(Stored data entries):
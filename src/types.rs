use serde::{Deserialize, Serialize};

/// Serper-style endpoint a search task is routed to.
#[derive(Debug, Clone, Copy, PartialEq, Eq, Default)]
pub enum SearchEndpoint {
    #[default]
    General,
    Scholarly,
    News,
}

impl SearchEndpoint {
    /// Parse a planner-emitted endpoint string. The planner contract uses
    /// `/search`, `/scholar` and `/news`; bare names are accepted too.
    /// Unknown values fall back to the general endpoint.
    pub fn parse(value: &str) -> Self {
        match value.trim().trim_start_matches('/').to_lowercase().as_str() {
            "search" | "general" | "" => SearchEndpoint::General,
            "scholar" | "scholarly" => SearchEndpoint::Scholarly,
            "news" => SearchEndpoint::News,
            other => {
                tracing::warn!("Unsupported search endpoint '{}', defaulting to /search", other);
                SearchEndpoint::General
            }
        }
    }

    /// Endpoint path as the planner emits it.
    pub fn as_path(&self) -> &'static str {
        match self {
            SearchEndpoint::General => "/search",
            SearchEndpoint::Scholarly => "/scholar",
            SearchEndpoint::News => "/news",
        }
    }

    /// The `type` field the Serper batch API expects.
    pub fn serper_type(&self) -> &'static str {
        match self {
            SearchEndpoint::General => "search",
            SearchEndpoint::Scholarly => "scholar",
            SearchEndpoint::News => "news",
        }
    }
}

impl Serialize for SearchEndpoint {
    fn serialize<S: serde::Serializer>(&self, serializer: S) -> std::result::Result<S::Ok, S::Error> {
        serializer.serialize_str(self.as_path())
    }
}

impl<'de> Deserialize<'de> for SearchEndpoint {
    fn deserialize<D: serde::Deserializer<'de>>(deserializer: D) -> std::result::Result<Self, D::Error> {
        let raw = String::deserialize(deserializer)?;
        Ok(SearchEndpoint::parse(&raw))
    }
}

/// One planned web search.
#[derive(Debug, Clone, Serialize, Deserialize)]
pub struct SearchTask {
    pub query: String,
    #[serde(default)]
    pub endpoint: SearchEndpoint,
    #[serde(default = "default_num_results")]
    pub num_results: u32,
    #[serde(default)]
    pub reasoning: String,
}

fn default_num_results() -> u32 {
    10
}

impl SearchTask {
    /// Targeted single-topic task used by the refinement loop.
    pub fn targeted(query: impl Into<String>, num_results: u32) -> Self {
        Self {
            query: query.into(),
            endpoint: SearchEndpoint::General,
            num_results,
            reasoning: "Targeted follow-up search".to_string(),
        }
    }
}

/// Output of the planning phase. Immutable once created: the writing plan
/// guides every subsequent draft and revision call.
#[derive(Debug, Clone)]
pub struct ResearchPlan {
    pub search_tasks: Vec<SearchTask>,
    pub writing_plan: serde_json::Value,
}

/// A candidate source discovered by search. The link is the identity used
/// for deduplication; the first sighting of a link keeps its title/snippet.
#[derive(Debug, Clone, Serialize, Deserialize)]
pub struct SourceRecord {
    pub link: String,
    #[serde(default)]
    pub title: String,
    #[serde(default)]
    pub snippet: String,
}

/// A source together with its relevance score from the reranker.
#[derive(Debug, Clone)]
pub struct RankedSource {
    pub source: SourceRecord,
    pub score: f64,
}

/// Sources chosen for full-text processing, split into two positional
/// tiers. Both tiers are processed identically downstream.
#[derive(Debug, Clone, Default)]
pub struct SelectedSources {
    pub top_m: Vec<SourceRecord>,
    pub next_k: Vec<SourceRecord>,
}

impl SelectedSources {
    /// All selected sources in tier order, top tier first.
    pub fn all(&self) -> Vec<SourceRecord> {
        self.top_m.iter().chain(self.next_k.iter()).cloned().collect()
    }

    pub fn is_empty(&self) -> bool {
        self.top_m.is_empty() && self.next_k.is_empty()
    }

    pub fn len(&self) -> usize {
        self.top_m.len() + self.next_k.len()
    }
}

/// Full text resolved for one selected source.
#[derive(Debug, Clone)]
pub struct FetchedContent {
    pub link: String,
    pub title: String,
    pub text: String,
}

/// A query-focused summary of one source, carrying its permanent citation
/// identity.
#[derive(Debug, Clone)]
pub struct SourceSummary {
    pub link: String,
    pub title: String,
    pub text: String,
    pub citation_index: usize,
}

/// Append-only accumulator of source summaries. Citation indices are
/// assigned here and only here: the next index is always `len + 1`, and an
/// index is never reused or renumbered, even across refinement iterations.
#[derive(Debug, Clone, Default)]
pub struct SummaryLog {
    entries: Vec<SourceSummary>,
}

impl SummaryLog {
    pub fn new() -> Self {
        Self::default()
    }

    /// Append a summary and assign its citation index. Returns the index.
    pub fn append(
        &mut self,
        title: impl Into<String>,
        link: impl Into<String>,
        text: impl Into<String>,
    ) -> usize {
        let citation_index = self.entries.len() + 1;
        self.entries.push(SourceSummary {
            link: link.into(),
            title: title.into(),
            text: text.into(),
            citation_index,
        });
        citation_index
    }

    pub fn entries(&self) -> &[SourceSummary] {
        &self.entries
    }

    pub fn len(&self) -> usize {
        self.entries.len()
    }

    pub fn is_empty(&self) -> bool {
        self.entries.is_empty()
    }

    /// Render the reference list in citation-index order, one
    /// `"{i}. [{title}]({link})"` line per summary.
    pub fn render_references(&self) -> String {
        let mut section = String::from("References:\n");
        for entry in &self.entries {
            section.push_str(&format!(
                "{}. [{}]({})\n",
                entry.citation_index, entry.title, entry.link
            ));
        }
        section.trim_end().to_string()
    }
}

/// Constructor-time configuration for the research agent.
#[derive(Debug, Clone)]
pub struct DeepResearchConfig {
    pub planner_model: String,
    pub summarizer_model: String,
    pub writer_model: String,
    /// Upper bound on planner-generated search tasks; excess is truncated.
    pub max_initial_search_tasks: usize,
    /// Primary tier size for full-text processing.
    pub top_m_sources: usize,
    /// Secondary tier size, processed identically to the primary tier.
    pub next_k_sources: usize,
    /// Result count for the targeted refinement search.
    pub refinement_result_count: u32,
    /// Cap on new sources processed per refinement iteration.
    pub max_refinement_sources: usize,
    pub max_refinement_iterations: usize,
    /// Fetched text longer than this is truncated at a sentence boundary
    /// before summarization.
    pub max_source_chars: usize,
}

impl Default for DeepResearchConfig {
    fn default() -> Self {
        Self {
            planner_model: "google/gemini-2.0-flash-001".to_string(),
            summarizer_model: "google/gemini-2.0-flash-001".to_string(),
            writer_model: "google/gemini-2.5-pro-preview".to_string(),
            max_initial_search_tasks: 3,
            top_m_sources: 3,
            next_k_sources: 4,
            refinement_result_count: 5,
            max_refinement_sources: 3,
            max_refinement_iterations: 2,
            max_source_chars: 48_000,
        }
    }
}

#[derive(Debug, thiserror::Error)]
pub enum ResearchError {
    #[error("HTTP error: {0}")]
    Http(#[from] reqwest::Error),

    #[error("Planning failed: {0}")]
    Planning(String),

    #[error("Search failed: {0}")]
    Search(String),

    #[error("Generation failed: {0}")]
    Generation(String),

    #[error("Invalid URL: {0}")]
    InvalidUrl(#[from] url::ParseError),

    #[error("JSON error: {0}")]
    Json(#[from] serde_json::Error),

    #[error("Missing configuration: {0}")]
    MissingConfig(String),

    #[error("No writing plan available for drafting")]
    EmptyWritingPlan,

    #[error("{0}")]
    General(String),
}

pub type Result<T> = std::result::Result<T, ResearchError>;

(TASK): This task asks for the number of lines above that include the string "identically". Respond with that number only.

(ANSWER SECTION): 2